Instructions to follow:
Of the lines in the data below, write out exactly those from the one holding "accepted_by_name.insert(graph.node(id).key.name_key(), id);" through the one holding "node.disposition = Disposition::Rejected;", both included.
[Opening Data in this exercise section]
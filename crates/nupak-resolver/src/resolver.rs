//! The fixpoint walk that drives every reachable node to a terminal
//! disposition.

use std::collections::HashMap;

use tracing::{debug, warn};

use nupak_core::library::LibraryKind;
use nupak_util::errors::{NupakError, NupakResult};
use nupak_util::scratch::with_scratch;

use crate::conflict::{AnalyzeResult, Downgrade, VersionConflict};
use crate::graph::{DependencyGraph, Disposition, NodeId};
use crate::tracker::{Eclipse, Tracker};
use crate::traversal;

/// Upper bound on decide passes. Exhausting it means the walk failed to
/// converge, which is an internal invariant violation rather than an input
/// problem.
const MAX_PASSES: u32 = 1000;

/// Resolve every node reachable from the graph root and report cycles,
/// downgrades, and cousin version conflicts.
///
/// The caller hands in a fully expanded graph whose nodes carry their
/// initial dispositions; the resolver only mutates dispositions and, for
/// cycle nodes, severs inbound edges.
pub fn analyze(graph: &mut DependencyGraph) -> NupakResult<AnalyzeResult> {
    let root = graph.root.ok_or_else(|| NupakError::InvalidGraph {
        message: "graph has no root".to_string(),
    })?;
    graph.validate()?;

    let mut tracker = Tracker::new();
    tracker.track_root(graph, root)?;

    let centrals: Vec<NodeId> = graph
        .node(root)
        .inner
        .iter()
        .copied()
        .filter(|&child| graph.node(child).central_transitive)
        .collect();

    let mut cycles: Vec<NodeId> = Vec::new();
    let mut downgrades: Vec<Downgrade> = Vec::new();
    let mut accepted_by_name: HashMap<String, NodeId> = HashMap::new();

    let mut passes = 0u32;
    loop {
        passes += 1;
        if passes > MAX_PASSES {
            return Err(NupakError::DidNotConverge { passes: MAX_PASSES }.into());
        }

        reject_orphaned_centrals(graph, root, &centrals);

        for id in traversal::topological_order(graph, root)? {
            decide(
                graph,
                &mut tracker,
                root,
                id,
                &mut cycles,
                &mut downgrades,
                &mut accepted_by_name,
            )?;
        }

        let undecided = traversal::enumerate_all(graph, root)
            .into_iter()
            .filter(|&id| !graph.node(id).disposition.is_terminal())
            .count();
        if undecided == 0 {
            break;
        }
        debug!(pass = passes, undecided, "resolution pass left undecided nodes");
    }

    let version_conflicts = collect_cousin_conflicts(graph, root, &accepted_by_name);

    // a recorded downgrade only counts if its target actually won
    downgrades.retain(|d| graph.node(d.downgraded_to).disposition == Disposition::Accepted);

    Ok(AnalyzeResult {
        version_conflicts,
        cycles,
        downgrades,
    })
}

fn decide(
    graph: &mut DependencyGraph,
    tracker: &mut Tracker,
    root: NodeId,
    id: NodeId,
    cycles: &mut Vec<NodeId>,
    downgrades: &mut Vec<Downgrade>,
    accepted_by_name: &mut HashMap<String, NodeId>,
) -> NupakResult<()> {
    match graph.node(id).disposition {
        Disposition::Cycle => {
            warn!(node = %graph.label(id), "dependency cycle detected");
            cycles.push(id);
            tracker.remove(graph, id)?;
            graph.sever_from_parents(id);
            return Ok(());
        }
        Disposition::Accepted | Disposition::Rejected => return Ok(()),
        Disposition::Acceptable | Disposition::PotentiallyDowngraded => {}
    }

    // A central-transitive pin is only live while a real dependency pulls
    // it in, so its root edge does not count when real parents exist.
    let node = graph.node(id);
    let parents: Vec<NodeId> =
        if node.central_transitive && node.outer.iter().any(|&p| p != root) {
            node.outer.iter().copied().filter(|&p| p != root).collect()
        } else {
            node.outer.clone()
        };

    if !parents.is_empty() {
        let mut any_accepted = false;
        let mut any_undecided = false;
        let mut all_rejected = true;
        for &parent in &parents {
            match graph.node(parent).disposition {
                Disposition::Accepted => {
                    any_accepted = true;
                    all_rejected = false;
                }
                Disposition::Rejected => {}
                Disposition::Acceptable | Disposition::PotentiallyDowngraded => {
                    any_undecided = true;
                    all_rejected = false;
                }
                Disposition::Cycle => {
                    all_rejected = false;
                }
            }
        }

        if all_rejected {
            if tracker.eclipse(graph, id)? != Eclipse::Clear {
                tracker.remove(graph, id)?;
            }
            graph.node_mut(id).disposition = Disposition::Rejected;
            return Ok(());
        }
        // wait until the parents have settled and one of them won
        if !any_accepted || any_undecided {
            return Ok(());
        }
    }

    match tracker.eclipse(graph, id)? {
        Eclipse::Downgraded(by) => {
            debug!(
                node = %graph.label(id),
                by = %graph.label(by),
                "downgraded by a nearer, lower choice"
            );
            downgrades.push(Downgrade {
                downgraded: id,
                downgraded_to: by,
            });
            tracker.remove(graph, id)?;
            graph.node_mut(id).disposition = Disposition::Rejected;
        }
        Eclipse::Shadowed => {
            tracker.remove(graph, id)?;
            if tracker.is_any_version_accepted(graph, id) {
                graph.node_mut(id).disposition = Disposition::Rejected;
            }
            // otherwise the node stays undecided; it revives if its
            // eclipser is itself rejected on a later pass
        }
        Eclipse::Clear => {
            if tracker.is_best_version(graph, id) {
                graph.node_mut(id).disposition = Disposition::Accepted;
                accepted_by_name.insert(graph.node(id).key.name_key(), id);
            } else if tracker.is_any_version_accepted(graph, id) {
                graph.node_mut(id).disposition = Disposition::Rejected;
                tracker.untrack(graph, id)?;
            }
            // otherwise wait for the disputing candidate to settle
        }
    }
    Ok(())
}

/// Reject central-transitive pins whose real (non-root) parents have all
/// been rejected, together with their still-undecided subtrees. Repeats to
/// a fixpoint, since rejecting one pin's subtree can orphan another.
fn reject_orphaned_centrals(graph: &mut DependencyGraph, root: NodeId, centrals: &[NodeId]) {
    loop {
        let mut changed = false;
        for &central in centrals {
            let node = graph.node(central);
            if node.disposition.is_terminal() {
                continue;
            }
            let mut has_real_parent = false;
            let mut all_rejected = true;
            for &parent in &node.outer {
                if parent == root {
                    continue;
                }
                has_real_parent = true;
                if graph.node(parent).disposition != Disposition::Rejected {
                    all_rejected = false;
                }
            }
            if has_real_parent && all_rejected {
                debug!(node = %graph.label(central), "central pin lost all real parents");
                reject_subtree(graph, central);
                changed = true;
            }
        }
        if !changed {
            break;
        }
    }
}

fn reject_subtree(graph: &mut DependencyGraph, start: NodeId) {
    with_scratch(|s| {
        s.queue.push_back(start.0);
        s.seen.insert(start.0);
        while let Some(raw) = s.queue.pop_front() {
            let id = NodeId(raw);
            let node = graph.node_mut(id);
            if !node.disposition.is_terminal() {
                node.disposition = Disposition::Rejected;
            }
            for &child in &graph.node(id).inner {
                if s.seen.insert(child.0) {
                    s.queue.push_back(child.0);
                }
            }
        }
    });
}

/// Post-loop scan for cousin conflicts: a rejected node under an accepted
/// parent whose requested range the winning same-name choice cannot
/// satisfy.
fn collect_cousin_conflicts(
    graph: &DependencyGraph,
    root: NodeId,
    accepted_by_name: &HashMap<String, NodeId>,
) -> Vec<VersionConflict> {
    let mut conflicts = Vec::new();
    for id in traversal::enumerate_all(graph, root) {
        let node = graph.node(id);
        if node.disposition != Disposition::Rejected {
            continue;
        }
        if !node
            .outer
            .iter()
            .any(|&parent| graph.node(parent).disposition == Disposition::Accepted)
        {
            continue;
        }
        let Some(&selected) = accepted_by_name.get(&node.key.name_key()) else {
            continue;
        };
        if selected == id {
            continue;
        }
        let Some(ref range) = node.key.range else {
            continue;
        };
        let selected_node = graph.node(selected);
        let Some(ref selected_item) = selected_node.item else {
            continue;
        };
        let Some(ref selected_version) = selected_item.version else {
            continue;
        };
        if !node.key.targets.intersects(selected_node.key.targets) {
            continue;
        }
        // a project pinned nearer the root legitimately overrides any
        // package version request
        if selected_item.kind.bypasses_ranges() && node.key.targets.contains(LibraryKind::Package)
        {
            continue;
        }
        if !range.satisfies(selected_version) {
            conflicts.push(VersionConflict {
                selected,
                conflicting: id,
            });
        }
    }
    conflicts
}

#[cfg(test)]
mod tests {
    use super::*;
    use nupak_core::library::{DependencyKey, LibraryIdentity};
    use nupak_core::range::VersionRange;
    use nupak_core::version::Version;

    fn pkg(graph: &mut DependencyGraph, name: &str, version: &str) -> NodeId {
        let range = VersionRange::parse(version).unwrap();
        graph.add_node(
            DependencyKey::new(name, Some(range)),
            Some(LibraryIdentity::package(
                name,
                Version::parse(version).unwrap(),
            )),
        )
    }

    fn project_root(graph: &mut DependencyGraph) -> NodeId {
        let root = graph.add_node(
            DependencyKey::new("app", None),
            Some(LibraryIdentity::project("app")),
        );
        graph.set_root(root);
        root
    }

    #[test]
    fn missing_root_is_an_invalid_graph() {
        let mut g = DependencyGraph::new();
        pkg(&mut g, "a", "1.0");
        assert!(analyze(&mut g).is_err());
    }

    #[test]
    fn chain_is_accepted_in_one_pass() {
        let mut g = DependencyGraph::new();
        let root = project_root(&mut g);
        let a = pkg(&mut g, "a", "1.0");
        let b = pkg(&mut g, "b", "1.0");
        g.add_edge(root, a);
        g.add_edge(a, b);

        let result = analyze(&mut g).unwrap();
        assert!(result.is_empty());
        assert_eq!(g.node(root).disposition, Disposition::Accepted);
        assert_eq!(g.node(a).disposition, Disposition::Accepted);
        assert_eq!(g.node(b).disposition, Disposition::Accepted);
    }

    #[test]
    fn shadowed_node_is_rejected_once_its_eclipser_wins() {
        // root -> c(2.0); root -> y -> c(3.0); root -> x -> c(1.0).
        // The direct 2.0 pin eclipses both deeper candidates: the higher
        // one is a downgrade, the lower one is plainly shadowed and must be
        // rejected as soon as the pin is accepted.
        let mut g = DependencyGraph::new();
        let root = project_root(&mut g);
        let c2 = pkg(&mut g, "c", "2.0");
        let y = pkg(&mut g, "y", "1.0");
        let x = pkg(&mut g, "x", "1.0");
        let c3 = pkg(&mut g, "c", "3.0");
        let c1 = pkg(&mut g, "c", "1.0");
        g.add_edge(root, c2);
        g.add_edge(root, y);
        g.add_edge(root, x);
        g.add_edge(y, c3);
        g.add_edge(x, c1);

        let result = analyze(&mut g).unwrap();
        assert_eq!(g.node(c2).disposition, Disposition::Accepted);
        assert_eq!(g.node(c3).disposition, Disposition::Rejected);
        assert_eq!(g.node(c1).disposition, Disposition::Rejected);

        assert_eq!(result.downgrades.len(), 1);
        assert_eq!(result.downgrades[0].downgraded, c3);
        assert_eq!(result.downgrades[0].downgraded_to, c2);

        // the 3.0 request cannot accept the selected 2.0
        assert_eq!(result.version_conflicts.len(), 1);
        assert_eq!(result.version_conflicts[0].selected, c2);
        assert_eq!(result.version_conflicts[0].conflicting, c3);
    }
}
[Closing Data in this exercise section]
Task solution:
                accepted_by_name.insert(graph.node(id).key.name_key(), id);
            } else if tracker.is_any_version_accepted(graph, id) {
                graph.node_mut(id).disposition = Disposition::Rejected;
                tracker.untrack(graph, id)?;
            }
            // otherwise wait for the disputing candidate to settle
        }
    }
    Ok(())
}

/// Reject central-transitive pins whose real (non-root) parents have all
/// been rejected, together with their still-undecided subtrees. Repeats to
/// a fixpoint, since rejecting one pin's subtree can orphan another.
fn reject_orphaned_centrals(graph: &mut DependencyGraph, root: NodeId, centrals: &[NodeId]) {
    loop {
        let mut changed = false;
        for &central in centrals {
            let node = graph.node(central);
            if node.disposition.is_terminal() {
                continue;
            }
            let mut has_real_parent = false;
            let mut all_rejected = true;
            for &parent in &node.outer {
                if parent == root {
                    continue;
                }
                has_real_parent = true;
                if graph.node(parent).disposition != Disposition::Rejected {
                    all_rejected = false;
                }
            }
            if has_real_parent && all_rejected {
                debug!(node = %graph.label(central), "central pin lost all real parents");
                reject_subtree(graph, central);
                changed = true;
            }
        }
        if !changed {
            break;
        }
    }
}

fn reject_subtree(graph: &mut DependencyGraph, start: NodeId) {
    with_scratch(|s| {
        s.queue.push_back(start.0);
        s.seen.insert(start.0);
        while let Some(raw) = s.queue.pop_front() {
            let id = NodeId(raw);
            let node = graph.node_mut(id);
            if !node.disposition.is_terminal() {
                node.disposition = Disposition::Rejected;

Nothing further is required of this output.